An acceptable response holds only the line containing "assert_eq!(lines.len(), 3);" and every line after it to the end of the records, each reproduced exactly.

_Provided data:_
--- START ---
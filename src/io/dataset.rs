//! Snapshot dataset recording
//!
//! Appends every published snapshot to a CSV file so recorded sessions can
//! be used to fit a crowdiness model offline. The header is written when
//! the file is created or empty.

use crate::domain::types::{iso_timestamp, OccupancySnapshot};
use std::fs::{self, OpenOptions};
use std::io::Write;
use std::path::{Path, PathBuf};
use tracing::{debug, info};

pub const DATASET_HEADER: &str = "timestamp,doorway,motion_rate,avg_sound,avg_co2,crowdiness_index";

/// One CSV row
#[derive(Debug, Clone, PartialEq)]
pub struct DatasetRow {
    pub timestamp_ms: u64,
    pub doorway_id: String,
    pub motion_rate: f64,
    pub avg_sound: f64,
    pub avg_co2: f64,
    pub crowdiness_index: f64,
}

impl DatasetRow {
    pub fn from_snapshot(doorway_id: &str, snapshot: &OccupancySnapshot) -> Self {
        Self {
            timestamp_ms: snapshot.timestamp_ms,
            doorway_id: doorway_id.to_string(),
            motion_rate: snapshot.motion_rate,
            avg_sound: snapshot.avg_sound,
            avg_co2: snapshot.avg_co2,
            crowdiness_index: snapshot.crowdiness_index,
        }
    }

    pub fn to_csv(&self) -> String {
        format!(
            "{},{},{:.4},{:.2},{:.2},{:.4}",
            iso_timestamp(self.timestamp_ms),
            self.doorway_id,
            self.motion_rate,
            self.avg_sound,
            self.avg_co2,
            self.crowdiness_index
        )
    }
}

/// Append-only CSV writer
pub struct DatasetWriter {
    path: PathBuf,
}

impl DatasetWriter {
    pub fn new(path: impl AsRef<Path>) -> Self {
        let path = path.as_ref().to_path_buf();
        info!(file = %path.display(), "dataset_initialized");
        Self { path }
    }

    pub fn path(&self) -> &Path {
        &self.path
    }

    pub fn append(&self, row: &DatasetRow) -> std::io::Result<()> {
        if let Some(parent) = self.path.parent() {
            if !parent.as_os_str().is_empty() && !parent.exists() {
                fs::create_dir_all(parent)?;
            }
        }

        let mut file = OpenOptions::new().create(true).append(true).open(&self.path)?;
        if file.metadata()?.len() == 0 {
            writeln!(file, "{DATASET_HEADER}")?;
        }

        let line = row.to_csv();
        writeln!(file, "{line}")?;
        debug!(file = %self.path.display(), doorway = %row.doorway_id, "dataset_row_written");
        Ok(())
    }
}

#[cfg(test)]
mod tests {
    use super::*;
    use tempfile::TempDir;

    fn row(doorway: &str, crowdiness: f64) -> DatasetRow {
        DatasetRow {
            timestamp_ms: 1_700_000_000_000,
            doorway_id: doorway.to_string(),
            motion_rate: 0.5,
            avg_sound: 55.25,
            avg_co2: 812.0,
            crowdiness_index: crowdiness,
        }
    }

    #[test]
    fn test_header_written_once() {
        let dir = TempDir::new().unwrap();
        let path = dir.path().join("nested").join("dataset.csv");
        let writer = DatasetWriter::new(&path);

        writer.append(&row("west", 0.4)).unwrap();
        writer.append(&row("east", 0.6)).unwrap();

        let content = fs::read_to_string(&path).unwrap();
        let lines: Vec<&str> = content.lines().collect();
        assert_eq!(lines.len(), 3);
        assert_eq!(lines[0], DATASET_HEADER);
        assert_eq!(lines[1], "2023-11-14T22:13:20.000Z,west,0.5000,55.25,812.00,0.4000");
        assert!(lines[2].contains(",east,"));
    }

    #[test]
    fn test_existing_file_is_appended() {
        let dir = TempDir::new().unwrap();
        let path = dir.path().join("dataset.csv");
        fs::write(&path, format!("{DATASET_HEADER}\nold,row,0,0,0,0\n")).unwrap();

        DatasetWriter::new(&path).append(&row("west", 0.1)).unwrap();

        let content = fs::read_to_string(&path).unwrap();
        assert_eq!(content.lines().count(), 3);
        assert_eq!(content.matches(DATASET_HEADER).count(), 1);
    }
}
--- END ---
_Answer box:_
        assert_eq!(lines.len(), 3);
        assert_eq!(lines[0], DATASET_HEADER);
        assert_eq!(lines[1], "2023-11-14T22:13:20.000Z,west,0.5000,55.25,812.00,0.4000");
        assert!(lines[2].contains(",east,"));
    }

    #[test]
    fn test_existing_file_is_appended() {
        let dir = TempDir::new().unwrap();
        let path = dir.path().join("dataset.csv");
        fs::write(&path, format!("{DATASET_HEADER}\nold,row,0,0,0,0\n")).unwrap();

        DatasetWriter::new(&path).append(&row("west", 0.1)).unwrap();

        let content = fs::read_to_string(&path).unwrap();
        assert_eq!(content.lines().count(), 3);
        assert_eq!(content.matches(DATASET_HEADER).count(), 1);
    }
}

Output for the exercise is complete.